A lot of my writing energy has been spent on attempting to adequately describe my descent from grad student with goals and gumption to...now.  Part of me wonders why I even write or talk about it anymore.  It's old news.  I suppose I find it hard to believe that anyone could understand, not because they haven't experienced anything like it, but instead because I never seem to explain it well enough.

The past version of me who moved to Manhattan is/was much more courageous and adventurous.  I want to be her again.  I just cannot decide what led to my confidence melting like cheap wax, drip by drip.  Onto a fancy tablecloth from which I will never clean it out.  Now, I do have a stain removal guide written by Martha Stewart herself, and if it mentions wax, I'm pretty sure it says "do X, Y, and Z immediately and it'll be like new."  The problem is "immediately."  I've let this bleak mark set for almost three years now.  I'm stuck with it.
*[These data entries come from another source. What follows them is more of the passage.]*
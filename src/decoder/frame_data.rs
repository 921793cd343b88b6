use anyhow::{anyhow, Result};
use image::RgbImage;

/// One decoded video frame, tightly packed RGB24.
#[derive(Clone)]
pub struct FrameData {
    pub index: u64,
    pub buffer: Vec<u8>,
    pub width: u32,
    pub height: u32,
}

impl FrameData {
    pub fn new(index: u64, buffer: Vec<u8>, width: u32, height: u32) -> Self {
        Self { index, buffer, width, height }
    }

    pub fn into_rgb_image(self) -> Result<RgbImage> {
        let (width, height) = (self.width, self.height);
        RgbImage::from_raw(width, height, self.buffer)
            .ok_or_else(|| anyhow!("frame {} buffer does not match {}x{} RGB", self.index, width, height))
    }
}
use anyhow::{Context, Result};
use std::fs;
use std::path::{Path, PathBuf};

/// Lists regular files in `dir` whose extension is one of `allowed`
/// (case-insensitive), sorted by file name.
pub fn list_files(dir: &Path, allowed: &[&str]) -> Result<Vec<PathBuf>> {
    let mut files: Vec<PathBuf> = fs::read_dir(dir)
        .with_context(|| format!("Failed to read directory: {}", dir.display()))?
        .filter_map(|entry| entry.ok())
        .map(|entry| entry.path())
        .filter(|path| path.is_file() && has_allowed_extension(path, allowed))
        .collect();

    // Sort alphabetically (works for padded numbers like frame_00001.jpg)
    files.sort();
    Ok(files)
}

pub fn has_allowed_extension(path: &Path, allowed: &[&str]) -> bool {
    let Some(ext) = path.extension().and_then(|ext| ext.to_str()) else {
        return false;
    };

    let ext = ext.to_ascii_lowercase();
    allowed.iter().any(|allowed_ext| *allowed_ext == ext.as_str())
}

/// Deletes files in `dir` named `<prefix>*` with an allowed extension and
/// returns how many were removed. A missing directory counts as empty.
pub fn remove_files_with_prefix(dir: &Path, prefix: &str, allowed: &[&str]) -> Result<usize> {
    if !dir.exists() {
        return Ok(0);
    }
    let mut removed = 0;
    for path in list_files(dir, allowed)? {
        let matches = path
            .file_name()
            .and_then(|name| name.to_str())
            .is_some_and(|name| name.starts_with(prefix));
        if matches {
            fs::remove_file(&path).with_context(|| format!("Failed to remove {}", path.display()))?;
            removed += 1;
        }
    }
    Ok(removed)
}

pub fn ensure_dir(dir: &Path) -> Result<()> {
    fs::create_dir_all(dir).with_context(|| format!("Failed to create directory: {}", dir.display()))
}

/// Writes `contents` to a sibling temp file, then renames it over `path`.
pub fn write_atomic(path: &Path, contents: &[u8]) -> Result<()> {
    let mut tmp = path.as_os_str().to_owned();
    tmp.push(".tmp");
    let tmp = PathBuf::from(tmp);

    fs::write(&tmp, contents).with_context(|| format!("Failed to write {}", tmp.display()))?;
    fs::rename(&tmp, path)
        .with_context(|| format!("Failed to move {} into place", path.display()))?;
    Ok(())
}
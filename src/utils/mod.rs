pub mod file_utils;
pub mod logger;
pub mod time_utils;
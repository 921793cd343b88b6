use anyhow::{Context, Result};
use std::io::{stdout, Write};
use std::num::NonZeroU32;
use std::path::{Path, PathBuf};

use crate::decoder::VideoSource;
use crate::error::PipelineError;
use crate::shared::constants;
use crate::utils::{file_utils, logger};
use crate::utils::time_utils::{estimate_remaining, format_eta, Timer};

/// Frames to keep per second of source video. Always positive.
#[derive(Debug, Clone, Copy, PartialEq, Eq)]
pub struct SamplingRate(NonZeroU32);

impl SamplingRate {
    pub fn new(per_second: i64) -> Result<Self, PipelineError> {
        u32::try_from(per_second)
            .ok()
            .and_then(NonZeroU32::new)
            .map(Self)
            .ok_or(PipelineError::InvalidSamplingRate(per_second))
    }

    pub fn get(self) -> u32 {
        self.0.get()
    }

    /// Source frames between two kept frames: `floor(fps / rate)`, at least 1.
    pub fn interval(self, source_fps: f64) -> Result<u64, PipelineError> {
        if !source_fps.is_finite() || source_fps <= 0.0 {
            return Err(PipelineError::InvalidSourceFps(source_fps));
        }
        let interval = (source_fps / f64::from(self.get())).floor() as u64;
        Ok(interval.max(1))
    }
}

#[derive(Debug, Clone, Copy, PartialEq, Eq)]
pub struct SamplingReport {
    pub interval: u64,
    pub frames_read: u64,
    pub frames_written: u64,
}

pub fn frame_file_name(output_id: u64, extension: &str) -> String {
    format!("{}{:05}.{}", constants::FRAME_FILE_PREFIX, output_id, extension)
}

/// Decodes `source` front to back and writes every `interval`-th frame to
/// `output_dir` as `frame_NNNNN.<extension>`, ids counting up from 0.
///
/// Frames left in `output_dir` by an earlier attempt are deleted first, so
/// the directory only ever holds this run's samples. There is no
/// mid-extraction resume.
pub fn extract_frames<S: VideoSource>(
    source: &mut S,
    output_dir: &Path,
    rate: SamplingRate,
    extension: &str,
) -> Result<SamplingReport> {
    let fps = source.fps();
    let total_frames = source.frame_count();
    let interval = rate.interval(fps)?;

    let stale = file_utils::remove_files_with_prefix(
        output_dir,
        constants::FRAME_FILE_PREFIX,
        constants::FRAME_EXTENSIONS,
    )?;
    if stale > 0 {
        logger::info(&format!("Removed {} stale frames from {}", stale, output_dir.display()));
    }

    println!("Total frames in video: {}", total_frames);
    println!("FPS: {}", fps);
    println!("Extracting every {}th frame", interval);
    logger::info(&format!(
        "Sampling {} frames at {} fps with interval {} into {}",
        total_frames,
        fps,
        interval,
        output_dir.display()
    ));

    let timer = Timer::new();
    let mut count: u64 = 0;
    let mut written: u64 = 0;

    while let Some(frame) = source.read_frame()? {
        if count % interval == 0 {
            let output_id = count / interval;
            let path: PathBuf = output_dir.join(frame_file_name(output_id, extension));
            frame
                .into_rgb_image()?
                .save(&path)
                .with_context(|| format!("Failed to write frame {}", path.display()))?;
            written += 1;

            report_progress(count, total_frames, &timer);
        }
        count += 1;
    }

    println!("\nFrame extraction completed!");
    logger::info(&format!("Read {} frames, wrote {}", count, written));

    Ok(SamplingReport { interval, frames_read: count, frames_written: written })
}

fn report_progress(count: u64, total_frames: u64, timer: &Timer) {
    let eta = format_eta(estimate_remaining(count, total_frames, timer.elapsed()));
    let mut out = stdout();
    if total_frames > 0 {
        let progress = count as f64 / total_frames as f64 * 100.0;
        let _ = write!(out, "\rProgress: {:.1}% | Frame {}/{} | ETA: {}", progress, count, total_frames, eta);
    } else {
        let _ = write!(out, "\rFrame {} | ETA: {}", count, eta);
    }
    let _ = out.flush();
}

#[cfg(test)]
mod tests {
    use super::*;
    use crate::test_support::SyntheticVideo;
    use std::fs;

    fn names_in(dir: &Path) -> Vec<String> {
        let mut names: Vec<String> = fs::read_dir(dir)
            .unwrap()
            .map(|e| e.unwrap().file_name().to_string_lossy().to_string())
            .collect();
        names.sort();
        names
    }

    #[test]
    fn rate_must_be_positive() {
        assert!(matches!(SamplingRate::new(0), Err(PipelineError::InvalidSamplingRate(0))));
        assert!(matches!(SamplingRate::new(-3), Err(PipelineError::InvalidSamplingRate(-3))));
        assert_eq!(SamplingRate::new(3).unwrap().get(), 3);
    }

    #[test]
    fn interval_floors_and_clamps() {
        let rate = SamplingRate::new(3).unwrap();
        assert_eq!(rate.interval(30.0).unwrap(), 10);
        assert_eq!(rate.interval(29.97).unwrap(), 9);
        // rate above fps would floor to zero
        assert_eq!(SamplingRate::new(60).unwrap().interval(24.0).unwrap(), 1);
        assert!(matches!(rate.interval(0.0), Err(PipelineError::InvalidSourceFps(_))));
        assert!(rate.interval(f64::NAN).is_err());
    }

    #[test]
    fn samples_every_tenth_frame_of_thirty_fps_source() {
        let dir = tempfile::tempdir().unwrap();
        let mut video = SyntheticVideo::new(30.0, 100);

        let report = extract_frames(&mut video, dir.path(), SamplingRate::new(3).unwrap(), "png").unwrap();

        assert_eq!(report, SamplingReport { interval: 10, frames_read: 100, frames_written: 10 });
        let expected: Vec<String> = (0..10).map(|id| frame_file_name(id, "png")).collect();
        assert_eq!(names_in(dir.path()), expected);

        for id in 0..10u64 {
            let img = image::open(dir.path().join(frame_file_name(id, "png"))).unwrap().to_rgb8();
            assert_eq!(img.get_pixel(0, 0).0, [(id * 10) as u8; 3], "frame {}", id);
        }
    }

    #[test]
    fn rerun_overwrites_same_files() {
        let dir = tempfile::tempdir().unwrap();
        let rate = SamplingRate::new(1).unwrap();

        extract_frames(&mut SyntheticVideo::new(5.0, 12), dir.path(), rate, "png").unwrap();
        let first = fs::read(dir.path().join("frame_00002.png")).unwrap();
        let report = extract_frames(&mut SyntheticVideo::new(5.0, 12), dir.path(), rate, "png").unwrap();

        assert_eq!(report.frames_written, 3);
        assert_eq!(names_in(dir.path()).len(), 3);
        assert_eq!(fs::read(dir.path().join("frame_00002.png")).unwrap(), first);
    }

    #[test]
    fn lower_rate_rerun_leaves_only_new_frames() {
        let dir = tempfile::tempdir().unwrap();
        fs::write(dir.path().join("notes.txt"), b"keep").unwrap();

        extract_frames(&mut SyntheticVideo::new(30.0, 100), dir.path(), SamplingRate::new(3).unwrap(), "png").unwrap();
        // a jpg from yet another attempt
        fs::write(dir.path().join("frame_00007.jpg"), b"old").unwrap();

        let report =
            extract_frames(&mut SyntheticVideo::new(30.0, 100), dir.path(), SamplingRate::new(1).unwrap(), "png").unwrap();

        assert_eq!(report.frames_written, 4);
        let mut expected: Vec<String> = (0..4).map(|id| frame_file_name(id, "png")).collect();
        expected.push("notes.txt".to_string());
        assert_eq!(names_in(dir.path()), expected);
        // frame 1 at rate 1 is source frame 30
        let img = image::open(dir.path().join("frame_00001.png")).unwrap().to_rgb8();
        assert_eq!(img.get_pixel(0, 0).0, [30; 3]);
    }

    #[test]
    fn file_names_sort_numerically() {
        let mut names: Vec<String> = [2u64, 10, 1, 100].iter().map(|&i| frame_file_name(i, "jpg")).collect();
        names.sort();
        assert_eq!(names, vec!["frame_00001.jpg", "frame_00002.jpg", "frame_00010.jpg", "frame_00100.jpg"]);
    }
}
As I barrel towards a series of tax preparation clinics planned and managed in part by yours truly, as well as a conference entitled "Be Great," I think to myself, simultaneously, "somebody somewhere will think this is valuable experience," and "what the heck does any of this have to do with what you originally set out to accomplish?!"  Have I been redirected, without ever being directed in the first place?

Lately all I can do is radiate resentment for that one woman at a job fair who with one single facial expression and an off-hand comment dismissed and destroyed every bit of experience I thought was most valuable on my resume.  Because they were internships and volunteering and work-study.  I think we all know that the idea of bigger salary as a sign of higher quality is quite backwards.  Just look at Wall Street.  So if in America, we fail upwards...am I actually succeeding?